Collected data entries
-- Opening Marker --

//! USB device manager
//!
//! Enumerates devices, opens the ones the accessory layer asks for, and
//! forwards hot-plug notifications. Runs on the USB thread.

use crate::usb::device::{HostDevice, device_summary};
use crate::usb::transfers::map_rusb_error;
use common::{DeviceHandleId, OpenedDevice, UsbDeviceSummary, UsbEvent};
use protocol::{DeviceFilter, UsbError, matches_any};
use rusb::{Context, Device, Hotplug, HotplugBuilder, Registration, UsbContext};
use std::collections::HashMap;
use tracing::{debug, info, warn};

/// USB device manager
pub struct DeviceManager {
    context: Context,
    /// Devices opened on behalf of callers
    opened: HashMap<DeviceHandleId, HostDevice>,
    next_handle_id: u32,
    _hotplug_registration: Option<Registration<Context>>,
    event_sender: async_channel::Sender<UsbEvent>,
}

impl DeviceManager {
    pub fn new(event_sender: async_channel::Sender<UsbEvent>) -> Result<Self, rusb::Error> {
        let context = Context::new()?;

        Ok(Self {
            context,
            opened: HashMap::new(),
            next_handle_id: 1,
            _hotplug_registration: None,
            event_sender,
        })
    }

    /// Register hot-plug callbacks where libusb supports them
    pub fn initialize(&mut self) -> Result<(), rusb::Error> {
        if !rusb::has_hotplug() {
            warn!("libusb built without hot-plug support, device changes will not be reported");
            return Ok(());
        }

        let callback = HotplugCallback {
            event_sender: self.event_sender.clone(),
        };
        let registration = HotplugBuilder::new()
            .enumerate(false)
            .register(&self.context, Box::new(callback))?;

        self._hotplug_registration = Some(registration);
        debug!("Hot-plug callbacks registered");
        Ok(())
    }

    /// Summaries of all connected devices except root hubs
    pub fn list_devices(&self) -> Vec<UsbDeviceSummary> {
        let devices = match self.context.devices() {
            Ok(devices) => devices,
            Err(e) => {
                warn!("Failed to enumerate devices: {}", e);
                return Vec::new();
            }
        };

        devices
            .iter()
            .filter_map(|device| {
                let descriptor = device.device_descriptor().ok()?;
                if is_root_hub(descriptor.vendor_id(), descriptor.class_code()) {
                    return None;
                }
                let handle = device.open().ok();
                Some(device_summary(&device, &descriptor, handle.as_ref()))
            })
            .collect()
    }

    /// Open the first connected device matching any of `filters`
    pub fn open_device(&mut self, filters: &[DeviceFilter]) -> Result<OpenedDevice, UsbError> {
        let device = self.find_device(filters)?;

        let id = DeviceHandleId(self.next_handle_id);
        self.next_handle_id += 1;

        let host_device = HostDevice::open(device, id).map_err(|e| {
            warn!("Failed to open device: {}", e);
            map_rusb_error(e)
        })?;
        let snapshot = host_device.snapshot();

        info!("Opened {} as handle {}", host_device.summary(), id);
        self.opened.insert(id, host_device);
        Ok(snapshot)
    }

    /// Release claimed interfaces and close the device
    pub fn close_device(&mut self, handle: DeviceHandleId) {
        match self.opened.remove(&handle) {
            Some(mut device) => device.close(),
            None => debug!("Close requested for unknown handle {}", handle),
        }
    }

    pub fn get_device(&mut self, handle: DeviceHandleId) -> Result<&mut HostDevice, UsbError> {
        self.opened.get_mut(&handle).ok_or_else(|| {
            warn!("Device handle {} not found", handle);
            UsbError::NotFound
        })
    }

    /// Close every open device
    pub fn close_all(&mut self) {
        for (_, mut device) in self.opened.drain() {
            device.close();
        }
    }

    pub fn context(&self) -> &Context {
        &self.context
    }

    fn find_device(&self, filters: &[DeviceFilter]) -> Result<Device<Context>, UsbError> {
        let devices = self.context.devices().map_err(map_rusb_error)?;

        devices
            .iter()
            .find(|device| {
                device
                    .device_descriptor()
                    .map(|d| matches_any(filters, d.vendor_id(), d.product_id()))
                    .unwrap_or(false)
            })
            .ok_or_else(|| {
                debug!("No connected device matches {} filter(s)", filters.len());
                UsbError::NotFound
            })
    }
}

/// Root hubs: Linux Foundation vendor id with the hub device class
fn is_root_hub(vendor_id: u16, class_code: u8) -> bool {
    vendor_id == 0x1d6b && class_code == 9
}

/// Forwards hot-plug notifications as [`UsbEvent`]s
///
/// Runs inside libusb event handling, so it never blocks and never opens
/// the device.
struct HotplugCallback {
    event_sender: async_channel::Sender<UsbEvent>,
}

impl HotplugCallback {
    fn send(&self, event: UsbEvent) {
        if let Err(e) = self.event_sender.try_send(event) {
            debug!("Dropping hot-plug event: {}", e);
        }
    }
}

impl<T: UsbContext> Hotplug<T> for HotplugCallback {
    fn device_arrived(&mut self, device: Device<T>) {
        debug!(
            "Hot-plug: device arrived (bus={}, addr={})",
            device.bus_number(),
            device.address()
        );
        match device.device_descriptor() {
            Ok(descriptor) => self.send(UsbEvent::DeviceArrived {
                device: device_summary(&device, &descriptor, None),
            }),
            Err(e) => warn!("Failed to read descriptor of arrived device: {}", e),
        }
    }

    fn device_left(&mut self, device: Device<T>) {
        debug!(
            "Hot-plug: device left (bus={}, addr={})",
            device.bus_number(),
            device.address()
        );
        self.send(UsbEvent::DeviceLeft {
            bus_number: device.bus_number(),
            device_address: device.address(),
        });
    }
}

-- Closing Marker --

» PROMPT
List all lines from the entries that include the word "DeviceManager".

» RESPONSE FOR THIS EXERCISE
pub struct DeviceManager {
impl DeviceManager {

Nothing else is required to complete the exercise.